Women farmers

Women farmers in the Talensi District of the Upper East Region are appealing to the government to prioritize their needs under its agricultural flagship programmes for increased production.

They mentioned productive resources such as improved quality seeds, subsidized fertilizers, tractor and extension services among others as their priorities that would boost their agricultural business if they were made readily available to them.

They also appealed for small to medium scale agro-processing machinery to improve value addition and marketing under the Planting for Food and Jobs, Rearing for Food and Jobs, and Mechanization for Food and Jobs Programmes, for their economic empowerment.

The farmers made the call when they contributed to discussions at a District level stakeholder forum on the empowerment of women farmers, organized by the Northern Patriots in Research and Advocacy (NORPRA).
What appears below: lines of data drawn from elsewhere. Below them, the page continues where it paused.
//! Keys of the pull-layer queries the push channel can invalidate.

use std::fmt;

use crate::protocol::StationId;

#[derive(Debug, Clone, PartialEq, Eq, Hash)]
pub enum QueryKey {
    /// Station roster (`/api/stations`).
    Stations,
    NowPlaying(StationId),
    NextUp(StationId),
    History(StationId),
}

impl QueryKey {
    /// The three queries that describe a station's on-air state.  A track
    /// change makes all of them stale at once.
    pub fn on_air(station: &StationId) -> [QueryKey; 3] {
        [
            QueryKey::NowPlaying(station.clone()),
            QueryKey::NextUp(station.clone()),
            QueryKey::History(station.clone()),
        ]
    }

    pub fn station(&self) -> Option<&StationId> {
        match self {
            QueryKey::Stations => None,
            QueryKey::NowPlaying(s) | QueryKey::NextUp(s) | QueryKey::History(s) => Some(s),
        }
    }
}

impl fmt::Display for QueryKey {
    fn fmt(&self, f: &mut fmt::Formatter<'_>) -> fmt::Result {
        match self {
            QueryKey::Stations => write!(f, "stations"),
            QueryKey::NowPlaying(s) => write!(f, "now-playing/{}", s),
            QueryKey::NextUp(s) => write!(f, "next-up/{}", s),
            QueryKey::History(s) => write!(f, "history/{}", s),
        }
    }
}
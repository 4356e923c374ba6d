//! Shared types for the radio dashboard: push-channel wire format, pull-layer
//! response shapes, query keys, configuration and persisted preferences.

pub mod config;
pub mod platform;
pub mod prefs;
pub mod protocol;
pub mod query;

pub use protocol::{LiveMessage, NowPlayingSnapshot, StationId};
pub use query::QueryKey;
The forum was intended to create a common platform for women farmers to engage with duty bearers on critical issues affecting the growth and development of women in agriculture.

Speaking at the forum, Mr Mathew Sulemana, the Talensi District Director of Agriculture, disclosed that the various quantities of farm inputs especially subsidized fertilizers and seeds were distributed to farmers in the District from 2018 to 2020.
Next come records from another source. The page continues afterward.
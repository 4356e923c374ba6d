//! WsTransport — one tokio task per websocket connection.
//!
//! Each socket task only reports back into the session loop, tagged with the
//! [`ConnectionId`] it was opened for.  Closing is requested through a
//! oneshot; a task closed that way exits without reporting, since the
//! manager has already forgotten its id.

use std::collections::HashMap;
use std::sync::Arc;

use futures_util::{SinkExt, StreamExt};
use reqwest::Url;
use tokio::sync::{mpsc, oneshot};
use tokio_tungstenite::connect_async;
use tokio_tungstenite::tungstenite::protocol::frame::coding::CloseCode;
use tokio_tungstenite::tungstenite::protocol::CloseFrame;
use tokio_tungstenite::tungstenite::Message;
use tracing::{debug, info, warn};

use crate::auth::TokenSource;
use crate::connection::{ConnectionId, Transport, ABNORMAL_CLOSURE};
use crate::endpoint;
use crate::error::TransportError;
use crate::session::{LoopEvent, TransportEvent};

/// Reported when the peer closed without a status code.
const NO_STATUS: u16 = 1005;

#[derive(Debug)]
struct CloseRequest {
    code: u16,
    reason: String,
}

pub struct WsTransport {
    url: Url,
    tokens: Option<Arc<TokenSource>>,
    events: mpsc::Sender<LoopEvent>,
    sockets: HashMap<ConnectionId, oneshot::Sender<CloseRequest>>,
}

impl WsTransport {
    pub fn new(
        url: Url,
        tokens: Option<Arc<TokenSource>>,
        events: mpsc::Sender<LoopEvent>,
    ) -> Self {
        Self {
            url,
            tokens,
            events,
            sockets: HashMap::new(),
        }
    }

    pub fn url(&self) -> &Url {
        &self.url
    }
}

impl Transport for WsTransport {
    fn open(&mut self, id: ConnectionId) {
        // tasks that already exited dropped their receiver
        self.sockets.retain(|_, tx| !tx.is_closed());

        let (close_tx, close_rx) = oneshot::channel();
        self.sockets.insert(id, close_tx);
        tokio::spawn(run_socket(
            id,
            self.url.clone(),
            self.tokens.clone(),
            self.events.clone(),
            close_rx,
        ));
    }

    fn close(&mut self, id: ConnectionId, code: u16, reason: &str) {
        if let Some(tx) = self.sockets.remove(&id) {
            let _ = tx.send(CloseRequest {
                code,
                reason: reason.to_string(),
            });
        }
    }
}

impl Drop for WsTransport {
    fn drop(&mut self) {
        for (_, tx) in self.sockets.drain() {
            let _ = tx.send(CloseRequest {
                code: crate::connection::NORMAL_CLOSURE,
                reason: "session dropped".to_string(),
            });
        }
    }
}

async fn post(events: &mpsc::Sender<LoopEvent>, id: ConnectionId, event: TransportEvent) {
    if events.send(LoopEvent::Transport(id, event)).await.is_err() {
        debug!("ws {:?}: session loop gone", id);
    }
}

async fn fail(events: &mpsc::Sender<LoopEvent>, id: ConnectionId, error: String) {
    post(events, id, TransportEvent::Error(error.clone())).await;
    post(
        events,
        id,
        TransportEvent::Closed {
            code: ABNORMAL_CLOSURE,
            reason: error,
        },
    )
    .await;
}

async fn run_socket(
    id: ConnectionId,
    url: Url,
    tokens: Option<Arc<TokenSource>>,
    events: mpsc::Sender<LoopEvent>,
    mut close_rx: oneshot::Receiver<CloseRequest>,
) {
    let dial = async {
        let target = match &tokens {
            Some(source) => {
                let token = source.fetch().await?;
                endpoint::with_credential(&url, &token)
            }
            None => url.clone(),
        };
        let credential = if tokens.is_some() { " (with credential)" } else { "" };
        debug!("ws {:?}: dialing {}{}", id, url, credential);
        let (stream, _) = connect_async(target.as_str()).await?;
        Ok::<_, TransportError>(stream)
    };

    let stream = tokio::select! {
        result = dial => match result {
            Ok(stream) => stream,
            Err(e) => {
                warn!("ws {:?}: dial failed: {}", id, e);
                fail(&events, id, e.to_string()).await;
                return;
            }
        },
        _ = &mut close_rx => {
            debug!("ws {:?}: dial abandoned", id);
            return;
        }
    };

    info!("ws {:?}: connected to {}", id, url);
    post(&events, id, TransportEvent::Opened).await;

    let (mut write, mut read) = stream.split();
    loop {
        tokio::select! {
            request = &mut close_rx => {
                let request = request.unwrap_or(CloseRequest {
                    code: crate::connection::NORMAL_CLOSURE,
                    reason: "transport dropped".to_string(),
                });
                debug!("ws {:?}: closing with {} ({})", id, request.code, request.reason);
                let frame = CloseFrame {
                    code: CloseCode::from(request.code),
                    reason: request.reason.into(),
                };
                if let Err(e) = write.send(Message::Close(Some(frame))).await {
                    debug!("ws {:?}: close frame not sent: {}", id, e);
                }
                return;
            }

            msg = read.next() => match msg {
                Some(Ok(Message::Text(text))) => {
                    post(&events, id, TransportEvent::Frame(text)).await;
                }
                Some(Ok(Message::Binary(data))) => {
                    warn!("ws {:?}: ignoring binary frame ({} bytes)", id, data.len());
                }
                Some(Ok(Message::Ping(data))) => {
                    if let Err(e) = write.send(Message::Pong(data)).await {
                        debug!("ws {:?}: pong failed: {}", id, e);
                    }
                }
                Some(Ok(Message::Close(frame))) => {
                    let (code, reason) = frame
                        .map(|f| (u16::from(f.code), f.reason.into_owned()))
                        .unwrap_or((NO_STATUS, String::new()));
                    info!("ws {:?}: closed by server ({} {:?})", id, code, reason);
                    post(&events, id, TransportEvent::Closed { code, reason }).await;
                    return;
                }
                Some(Ok(_)) => {}
                Some(Err(e)) => {
                    warn!("ws {:?}: read error: {}", id, e);
                    fail(&events, id, e.to_string()).await;
                    return;
                }
                None => {
                    post(
                        &events,
                        id,
                        TransportEvent::Closed {
                            code: ABNORMAL_CLOSURE,
                            reason: "stream ended".to_string(),
                        },
                    )
                    .await;
                    return;
                }
            }
        }
    }
}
He said in 2018, male farmers in the District received 1,983 bags of subsidized fertilizers out of a total of 13,500 bags, while women farmers had 413 bags.

Mr Sulemana said the distribution gap was not different in 2019 and 2020. Out of the 5,019 subsidized NPK fertilizers that were distributed in 2019, women had only 160 of the bags while the rest were distributed to male farmers.
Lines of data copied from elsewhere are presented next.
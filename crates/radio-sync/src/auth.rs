//! Short-lived push credentials.
//!
//! The backend hands out a token per connection in exchange for the
//! long-lived session key.  A fresh token is requested before every dial, so
//! an expired one is never reused across reconnects.

use parking_lot::RwLock;
use reqwest::Url;
use serde::Deserialize;
use tracing::debug;

use crate::error::TransportError;

#[derive(Debug, Deserialize)]
struct TokenResponse {
    token: String,
}

pub struct TokenSource {
    client: reqwest::Client,
    url: Url,
    api_key: RwLock<Option<String>>,
}

impl TokenSource {
    pub fn new(url: Url, api_key: Option<String>) -> Self {
        Self {
            client: reqwest::Client::new(),
            url,
            api_key: RwLock::new(api_key.filter(|k| !k.is_empty())),
        }
    }

    pub fn set_api_key(&self, key: String) {
        *self.api_key.write() = Some(key).filter(|k| !k.is_empty());
    }

    pub fn clear_api_key(&self) {
        *self.api_key.write() = None;
    }

    pub fn has_key(&self) -> bool {
        self.api_key.read().is_some()
    }

    pub async fn fetch(&self) -> Result<String, TransportError> {
        let key = self
            .api_key
            .read()
            .clone()
            .ok_or(TransportError::MissingCredential)?;

        debug!("requesting push credential from {}", self.url);
        let response = self
            .client
            .get(self.url.clone())
            .bearer_auth(key)
            .header("Accept", "application/json")
            .send()
            .await?;

        if !response.status().is_success() {
            return Err(TransportError::Status(response.status()));
        }

        let body: TokenResponse = response.json().await?;
        Ok(body.token)
    }
}

#[cfg(test)]
mod tests {
    use super::*;

    fn source(key: Option<&str>) -> TokenSource {
        let url = Url::parse("http://127.0.0.1:9/api/auth/ws-token").unwrap();
        TokenSource::new(url, key.map(str::to_string))
    }

    #[test]
    fn test_empty_key_counts_as_missing() {
        assert!(!source(Some("")).has_key());
        let src = source(None);
        src.set_api_key(String::new());
        assert!(!src.has_key());
        src.set_api_key("secret".into());
        assert!(src.has_key());
        src.clear_api_key();
        assert!(!src.has_key());
    }

    #[tokio::test]
    async fn test_fetch_without_key_fails_fast() {
        let err = source(None).fetch().await.unwrap_err();
        assert!(matches!(err, TransportError::MissingCredential));
    }
}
On Rearing for Food and Jobs, the Director said Ghana produced less than 30 per cent of meat consumed, which implied that over 240,000 metric tonnes of meat representing over 70 per cent consumed were imported with an amount of over US$ 375 million annually.

He said the objectives of the Rearing for Food and Jobs were to increase domestic livestock production, decrease importation of livestock products, generate employment for the unemployed youth and improve the livelihoods of livestock value chain actors and the national economy.

Mr Bismark Adongo Ayorogo, the Executive Director of NORPRA, said poverty was more pronounced among women, and noted that rural women were the hardest hit.

He said poverty posed a serious threat to the achievement of the Sustainable Development Goals (SDGs), adding that, any pro-poor policy, which did not prioritize the critical needs of women needed urgent re-examination and re-assessment.

Dr Christopher Boatbil, the Talensi District Chief Executive, said women empowerment of all forms for improved livelihoods was the priority of the government.

He entreated women farmers to continue to mobilize themselves into groups to take advantage of the number of opportunities created by the government to enhance their socio-economic well-being.